Return, exactly and in full, the lines of the records below starting at the one with "Retorna la ruta" and ending at the one with "let filename = generate_filename();", and no other lines.
---- Data for review
//! # Uploads JSON
//! src/resources/upload.rs
//!
//! Valida y persiste documentos JSON enviados por POST. Cada upload se
//! escribe una sola vez con un nombre `upload_<timestamp UTC>_<id>.json`; el
//! servidor nunca los modifica ni los borra después.
//!
//! Dos uploads concurrentes nunca comparten archivo salvo colisión del sufijo
//! aleatorio en el mismo segundo, que no se previene.

use crate::http::StatusCode;
use chrono::Utc;
use rand::distributions::Uniform;
use rand::Rng;
use serde::Serialize;
use serde_json::Value;
use std::fs;
use std::io;
use std::path::PathBuf;
use thiserror::Error;
use tracing::debug;

const JSON_CONTENT_TYPE: &str = "application/json";
const ID_ALPHABET: &[u8] = b"abcdefghijklmnopqrstuvwxyz0123456789";
const ID_LENGTH: usize = 4;

/// Prefijo público con el que se reporta la ruta de un upload
pub const UPLOADS_URL_PREFIX: &str = "/uploads";

#[derive(Debug, Error)]
pub enum UploadError {
    #[error("unsupported content type: {0:?}")]
    UnsupportedMediaType(String),

    #[error("invalid JSON body: {0}")]
    InvalidJson(#[from] serde_json::Error),

    #[error("failed to write {path}: {source}")]
    Io {
        path: String,
        #[source]
        source: io::Error,
    },
}

impl UploadError {
    pub fn status(&self) -> StatusCode {
        match self {
            UploadError::UnsupportedMediaType(_) => StatusCode::UnsupportedMediaType,
            UploadError::InvalidJson(_) => StatusCode::BadRequest,
            UploadError::Io { .. } => StatusCode::InternalServerError,
        }
    }
}

/// Cuerpo JSON de la response 201
#[derive(Debug, Clone, PartialEq, Eq, Serialize)]
pub struct UploadReceipt {
    pub status: &'static str,
    pub message: &'static str,
    pub filepath: String,
}

impl UploadReceipt {
    pub fn new(filepath: String) -> Self {
        Self {
            status: "success",
            message: "File created successfully",
            filepath,
        }
    }
}

/// Escritor de uploads sobre un directorio
#[derive(Debug, Clone)]
pub struct UploadWriter {
    dir: PathBuf,
}

impl UploadWriter {
    pub fn new(dir: impl Into<PathBuf>) -> Self {
        Self { dir: dir.into() }
    }

    /// Valida y guarda un upload
    ///
    /// Retorna la ruta pública (`/uploads/<archivo>`).
    ///
    /// # Errores
    ///
    /// - `Content-Type` distinto de `application/json` → 415
    /// - body que no es JSON → 400
    /// - falla al escribir → 500
    pub fn save(&self, content_type: Option<&str>, body: &str) -> Result<String, UploadError> {
        let content_type = content_type.unwrap_or_default();
        if !content_type.eq_ignore_ascii_case(JSON_CONTENT_TYPE) {
            return Err(UploadError::UnsupportedMediaType(content_type.to_string()));
        }

        let payload: Value = serde_json::from_str(body)?;
        let pretty = serde_json::to_string_pretty(&payload)?;

        let filename = generate_filename();
        let path = self.dir.join(&filename);
        fs::write(&path, pretty).map_err(|source| UploadError::Io {
            path: path.display().to_string(),
            source,
        })?;
        debug!(file = %path.display(), "upload written");

        Ok(format!("{}/{}", UPLOADS_URL_PREFIX, filename))
    }
}

/// `upload_<%Y%m%d_%H%M%S>_<4 alfanuméricos en minúscula>.json`
fn generate_filename() -> String {
    let timestamp = Utc::now().format("%Y%m%d_%H%M%S");
    format!("upload_{}_{}.json", timestamp, generate_id(ID_LENGTH))
}

fn generate_id(length: usize) -> String {
    let alphabet = Uniform::from(0..ID_ALPHABET.len());
    rand::thread_rng()
        .sample_iter(alphabet)
        .take(length)
        .map(|idx| ID_ALPHABET[idx] as char)
        .collect()
}

#[cfg(test)]
mod tests {
    use super::*;
    use tempfile::TempDir;

    fn writer() -> (TempDir, UploadWriter) {
        let dir = TempDir::new().unwrap();
        let writer = UploadWriter::new(dir.path());
        (dir, writer)
    }

    #[test]
    fn test_generated_filename_shape() {
        let name = generate_filename();
        let rest = name.strip_prefix("upload_").unwrap();
        let stem = rest.strip_suffix(".json").unwrap();
        let parts: Vec<&str> = stem.split('_').collect();

        assert_eq!(parts.len(), 3);
        assert_eq!(parts[0].len(), 8);
        assert_eq!(parts[1].len(), 6);
        assert!(parts[0].chars().chain(parts[1].chars()).all(|c| c.is_ascii_digit()));
        assert_eq!(parts[2].len(), ID_LENGTH);
        assert!(parts[2]
            .chars()
            .all(|c| c.is_ascii_lowercase() || c.is_ascii_digit()));
    }

    #[test]
    fn test_save_writes_pretty_json() {
        let (dir, writer) = writer();
        let filepath = writer
            .save(Some("application/json"), r#"{"name":"ñandú","tags":[1,2]}"#)
            .unwrap();

        let filename = filepath.strip_prefix("/uploads/").unwrap();
        let written = fs::read_to_string(dir.path().join(filename)).unwrap();

        assert_eq!(
            written,
            "{\n  \"name\": \"ñandú\",\n  \"tags\": [\n    1,\n    2\n  ]\n}"
        );
    }

    #[test]
    fn test_content_type_case_insensitive() {
        let (_dir, writer) = writer();
        assert!(writer.save(Some("Application/JSON"), "[]").is_ok());
    }

    #[test]
    fn test_wrong_content_type() {
        let (dir, writer) = writer();
        for content_type in [None, Some("text/plain"), Some("application/json; charset=utf-8")] {
            let err = writer.save(content_type, "{}").unwrap_err();
            assert_eq!(err.status(), StatusCode::UnsupportedMediaType);
        }
        assert_eq!(fs::read_dir(dir.path()).unwrap().count(), 0);
    }

    #[test]
    fn test_receipt_field_order() {
        let receipt = UploadReceipt::new("/uploads/upload_20240101_000000_abcd.json".to_string());
        assert_eq!(
            serde_json::to_string(&receipt).unwrap(),
            r#"{"status":"success","message":"File created successfully","filepath":"/uploads/upload_20240101_000000_abcd.json"}"#
        );
    }

    #[test]
    fn test_malformed_json() {
        let (dir, writer) = writer();
        let err = writer.save(Some("application/json"), "{\"a\": ").unwrap_err();
        assert_eq!(err.status(), StatusCode::BadRequest);
        assert_eq!(fs::read_dir(dir.path()).unwrap().count(), 0);
    }

    #[test]
    fn test_missing_directory_is_server_error() {
        let (dir, _) = writer();
        let writer = UploadWriter::new(dir.path().join("does/not/exist"));
        let err = writer.save(Some("application/json"), "{}").unwrap_err();
        assert_eq!(err.status(), StatusCode::InternalServerError);
    }
}
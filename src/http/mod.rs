//! # Módulo HTTP
//!
//! Implementa el subconjunto de HTTP/1.1 que necesita el servidor, sin
//! librerías de alto nivel:
//!
//! - Parsing de requests a partir de una lectura del socket
//! - Construcción de responses con `Content-Length` explícito
//! - Códigos de estado
//!
//! No hay chunked transfer encoding ni pipelining; una conexión persistente
//! procesa un request por lectura.

pub mod request; // Parsing de HTTP requests
pub mod response; // Construcción de HTTP responses
pub mod status; // Códigos de estado HTTP

pub use request::{Method, ParseError, Request};
pub use response::{Response, MAX_PERSISTENT_REQUESTS};
pub use status::StatusCode;
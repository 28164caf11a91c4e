pub mod memory;
pub mod postgres;
pub mod sql;
pub mod traits;

pub use memory::*;
pub use postgres::*;
pub use traits::*;
use crate::model::{ColumnSpec, ColumnType, EntityKind, TableSpec};

pub static SPEC: TableSpec = TableSpec {
    kind: EntityKind::ShowMaterial,
    table: "show_materials",
    columns: &[
        ColumnSpec::reference("show", "show_id", EntityKind::Show)
            .required()
            .immutable(),
        ColumnSpec::reference("material", "material_id", EntityKind::Material)
            .required()
            .immutable(),
        ColumnSpec::own("note", ColumnType::Text),
    ],
    natural_key: &["show_id", "material_id"],
    projection: &[],
};
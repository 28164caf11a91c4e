pub mod batch;
pub mod common;
pub mod entities;
pub mod resolution;
pub mod table;
pub mod write;

pub use batch::*;
pub use common::*;
pub use entities::spec;
pub use resolution::*;
pub use table::*;
pub use write::*;
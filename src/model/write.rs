use serde_json::Value;
use std::collections::BTreeMap;

use crate::model::{ColumnSpec, DbId, LiveConflictPolicy, TableSpec, Uid};

/// A stored row as returned by the store: column name to JSON value,
/// including `id`, `uid` and the timestamp columns.
pub type Row = serde_json::Map<String, Value>;

/// One record that survived validation and resolution, with every column of
/// the table filled in (references already replaced by surrogate keys).
#[derive(Debug, Clone, PartialEq)]
pub struct CandidateRow {
    pub index: usize,
    pub uid: Uid,
    pub values: BTreeMap<&'static str, Value>,
}

impl CandidateRow {
    pub fn natural_key(&self, spec: &TableSpec) -> Option<String> {
        spec.natural_key_of(|column| self.values.get(column))
    }
}

/// A single insert-or-resurrect statement over a table.
#[derive(Debug, Clone)]
pub struct UpsertStatement {
    pub spec: &'static TableSpec,
    pub rows: Vec<CandidateRow>,
    pub live_conflict: LiveConflictPolicy,
}

impl UpsertStatement {
    pub fn columns(&self) -> impl Iterator<Item = &'static ColumnSpec> {
        self.spec.columns.iter()
    }

    /// Columns overwritten when a conflicting row is taken over.
    pub fn update_columns(&self) -> impl Iterator<Item = &'static ColumnSpec> + '_ {
        self.spec
            .columns
            .iter()
            .filter(|c| !self.spec.is_natural_key(c.column))
    }
}

/// External identifiers of a row's references, keyed by reference column.
/// Unset references have no entry.
pub type ReferenceUids = BTreeMap<String, Uid>;

/// A row as the write statement left it, with its reference identifiers read
/// in the same transaction. Nothing has to be fetched after the commit.
#[derive(Debug, Clone, PartialEq)]
pub struct WrittenRow {
    pub row: Row,
    pub references: ReferenceUids,
}

#[derive(Debug, Clone, PartialEq)]
pub struct UpsertedRow {
    pub row: Row,
    pub references: ReferenceUids,
    /// `false` when an existing (soft-deleted, or live under merge) row was
    /// taken over.
    pub inserted: bool,
}

impl From<UpsertedRow> for WrittenRow {
    fn from(upserted: UpsertedRow) -> Self {
        Self {
            row: upserted.row,
            references: upserted.references,
        }
    }
}

/// `column = CASE id WHEN .. THEN .. ELSE column END` for one column.
#[derive(Debug, Clone, PartialEq)]
pub struct ConditionalAssignment {
    pub column: &'static ColumnSpec,
    pub arms: Vec<(DbId, Value)>,
}

/// A single UPDATE over many rows with per-row values.
#[derive(Debug, Clone, PartialEq)]
pub struct UpdatePlan {
    pub spec: &'static TableSpec,
    pub assignments: Vec<ConditionalAssignment>,
    /// Rows whose `updated_at` is bumped (at least one supplied value).
    pub touched: Vec<DbId>,
    /// All rows the statement is scoped to, changed or not.
    pub targets: Vec<DbId>,
}

impl UpdatePlan {
    pub fn is_noop(&self) -> bool {
        self.assignments.is_empty()
    }
}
--------
Response area:
    /// Retorna la ruta pública (`/uploads/<archivo>`).
    ///
    /// # Errores
    ///
    /// - `Content-Type` distinto de `application/json` → 415
    /// - body que no es JSON → 400
    /// - falla al escribir → 500
    pub fn save(&self, content_type: Option<&str>, body: &str) -> Result<String, UploadError> {
        let content_type = content_type.unwrap_or_default();
        if !content_type.eq_ignore_ascii_case(JSON_CONTENT_TYPE) {
            return Err(UploadError::UnsupportedMediaType(content_type.to_string()));
        }

        let payload: Value = serde_json::from_str(body)?;
        let pretty = serde_json::to_string_pretty(&payload)?;

        let filename = generate_filename();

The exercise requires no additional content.